Problem
Report every line of the records beneath this task that holds the string "Uuid".

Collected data
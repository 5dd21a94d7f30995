//! Batch runs and the result cache: input order, malformed targets,
//! concurrent sessions, cache hits across scouts.

use std::sync::Arc;

use chrono::Utc;
use uuid::Uuid;

use pressroom_common::{CacheEntry, RunSummary, Strategy};
use pressroom_scout::infra::{FileCacheStore, MemoryCacheStore};
use pressroom_scout::scout::Scout;
use pressroom_scout::testing::{fast_config, link, spec, target, MockClassifier, MockSearch, MockSession};
use pressroom_scout::traits::{CacheStore, PageSession};

fn entry(domain: &str, url: &str) -> CacheEntry {
    CacheEntry {
        domain: domain.to_string(),
        success: true,
        matched_url: Some(url.to_string()),
        extracted_date: Some("2024-04-04".to_string()),
        strategy_used: Some(Strategy::Homepage),
        discovered_at: Utc::now(),
        provenance_id: Uuid::new_v4(),
    }
}

#[tokio::test]
async fn cache_hit_skips_every_collaborator() {
    let store = Arc::new(MemoryCacheStore::new());
    store
        .put(
            "discovery/bar.com",
            &serde_json::to_string(&entry("bar.com", "https://bar.com/newsroom")).unwrap(),
        )
        .await
        .unwrap();

    let search = Arc::new(MockSearch::new());
    let classifier = Arc::new(MockClassifier::new());
    let session = MockSession::new();
    let scout = Scout::new(search.clone(), classifier.clone(), store, fast_config());

    let first = scout.discover_spec(&session, &spec("Bar Inc", "https://www.bar.com")).await;
    let second = scout.discover_spec(&session, &spec("Bar Inc", "bar.com")).await;

    for result in [&first, &second] {
        assert!(result.success);
        assert_eq!(result.strategy_used, Some(Strategy::Cached));
        assert_eq!(result.matched_url.as_deref(), Some("https://bar.com/newsroom"));
        assert_eq!(result.extracted_date.as_deref(), Some("2024-04-04"));
        assert!(result.steps.is_empty());
        assert_eq!(result.candidates_checked, 0);
    }
    assert_eq!(search.calls(), 0);
    assert_eq!(classifier.calls(), 0);
    assert_eq!(session.navigation_count(), 0);
}

#[tokio::test]
async fn successful_discovery_is_cached_for_the_next_call() {
    let news = "https://acme.com/news";
    let search = Arc::new(MockSearch::new().with_results(vec![link("Acme News", news)]));
    let classifier = Arc::new(MockClassifier::new().matching(news, "2024-06-01"));
    let session = MockSession::new().on_page(news, 200);
    let scout = Scout::new(
        search.clone(),
        classifier.clone(),
        Arc::new(MemoryCacheStore::new()),
        fast_config(),
    );

    let fresh = scout.discover(&session, &target("Acme", "acme.com")).await;
    let replay = scout.discover(&session, &target("Acme", "acme.com")).await;

    assert_eq!(fresh.strategy_used, Some(Strategy::Search));
    assert_eq!(replay.strategy_used, Some(Strategy::Cached));
    assert_eq!(replay.matched_url, fresh.matched_url);
    assert_eq!(search.calls(), 1);

    let entries = scout.cache().entries().await.unwrap();
    assert_eq!(entries.len(), 1);
    assert_eq!(entries[0].domain, "acme.com");
    assert_eq!(entries[0].strategy_used, Some(Strategy::Search));
    assert_eq!(entries[0].provenance_id, scout.run_id());
}

#[tokio::test]
async fn file_cache_survives_a_new_scout() {
    let dir = tempfile::tempdir().unwrap();
    let news = "https://acme.com/news";

    {
        let search = Arc::new(MockSearch::new().with_results(vec![link("Acme News", news)]));
        let classifier = Arc::new(MockClassifier::new().matching(news, "2024-06-01"));
        let session = MockSession::new().on_page(news, 200);
        let scout = Scout::new(
            search,
            classifier,
            Arc::new(FileCacheStore::in_data_dir(dir.path())),
            fast_config(),
        );
        let result = scout.discover(&session, &target("Acme", "acme.com")).await;
        assert!(result.success);
    }

    let search = Arc::new(MockSearch::new());
    let scout = Scout::new(
        search.clone(),
        Arc::new(MockClassifier::new()),
        Arc::new(FileCacheStore::in_data_dir(dir.path())),
        fast_config(),
    );
    let result = scout.discover(&MockSession::new(), &target("Acme", "acme.com")).await;

    assert_eq!(result.strategy_used, Some(Strategy::Cached));
    assert_eq!(result.matched_url.as_deref(), Some(news));
    assert_eq!(search.calls(), 0);
}

#[tokio::test]
async fn batch_keeps_input_order_and_reports_malformed_targets() {
    let news = "https://acme.com/news";
    let search = Arc::new(MockSearch::new().on_query(
        "site:acme.com press releases news",
        vec![link("Acme News", news)],
    ));
    let classifier = Arc::new(MockClassifier::new().matching(news, "2024-06-01"));
    let session = MockSession::new().on_page(news, 200);
    let scout = Scout::new(
        search.clone(),
        classifier,
        Arc::new(MemoryCacheStore::new()),
        fast_config(),
    );

    let specs = vec![
        spec("Broken", "not a domain"),
        spec("Acme", "www.acme.com"),
        spec("Empty", "   "),
    ];
    let results = scout.run_batch(&session, &specs).await;

    assert_eq!(results.len(), 3);
    assert_eq!(results[0].target.name, "Broken");
    assert!(!results[0].success);
    assert!(results[0].error.is_some());
    assert!(results[0].steps.is_empty());

    assert_eq!(results[1].target.domain, "acme.com");
    assert!(results[1].success);

    assert_eq!(results[2].target.name, "Empty");
    assert!(!results[2].success);

    // Only the valid target reached the search engine.
    assert_eq!(search.calls(), 1);

    let summary = RunSummary::from_results(&results);
    assert_eq!(summary.total, 3);
    assert_eq!(summary.succeeded, 1);
    assert_eq!(summary.by_strategy.get(&Strategy::Search), Some(&1));
}

#[tokio::test]
async fn concurrent_batch_uses_one_session_per_target() {
    let domains = ["alpha.com", "beta.com", "gamma.com", "delta.com"];
    let mut search = MockSearch::new();
    let mut classifier = MockClassifier::new();
    for d in domains {
        let news = format!("https://{d}/news");
        search = search.on_query(&format!("site:{d} press releases news"), vec![link("News", &news)]);
        classifier = classifier.matching(&news, "2024-01-01");
    }
    let search = Arc::new(search);
    let scout = Scout::new(
        search.clone(),
        Arc::new(classifier),
        Arc::new(MemoryCacheStore::new()),
        fast_config(),
    );

    let specs: Vec<_> = domains
        .iter()
        .map(|d| spec(d.trim_end_matches(".com"), d))
        .collect();
    let make_session = || -> anyhow::Result<Box<dyn PageSession>> {
        let mut session = MockSession::new();
        for d in domains {
            session = session.on_page(&format!("https://{d}/news"), 200);
        }
        Ok(Box::new(session))
    };

    let results = scout.run_concurrent(&specs, 3, make_session).await;

    let order: Vec<_> = results.iter().map(|r| r.target.domain.as_str()).collect();
    assert_eq!(order, domains.to_vec());
    assert!(results.iter().all(|r| r.success));
    for r in &results {
        assert_eq!(
            r.matched_url.as_deref(),
            Some(format!("https://{}/news", r.target.domain).as_str())
        );
    }
    assert_eq!(search.calls(), 4);
}

#[tokio::test]
async fn session_factory_failure_is_reported_per_target() {
    let search = Arc::new(MockSearch::new());
    let scout = Scout::new(
        search.clone(),
        Arc::new(MockClassifier::new()),
        Arc::new(MemoryCacheStore::new()),
        fast_config(),
    );

    let specs = vec![spec("Acme", "acme.com"), spec("Bad", "")];
    let results = scout
        .run_concurrent(&specs, 2, || -> anyhow::Result<Box<dyn PageSession>> {
            anyhow::bail!("browser pool exhausted")
        })
        .await;

    assert_eq!(results.len(), 2);
    assert_eq!(results[0].target.domain, "acme.com");
    assert!(results[0]
        .error
        .as_deref()
        .unwrap_or_default()
        .contains("browser pool exhausted"));
    assert!(!results[1].success);
    assert_eq!(search.calls(), 0);
}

Reply
use uuid::Uuid;
        provenance_id: Uuid::new_v4(),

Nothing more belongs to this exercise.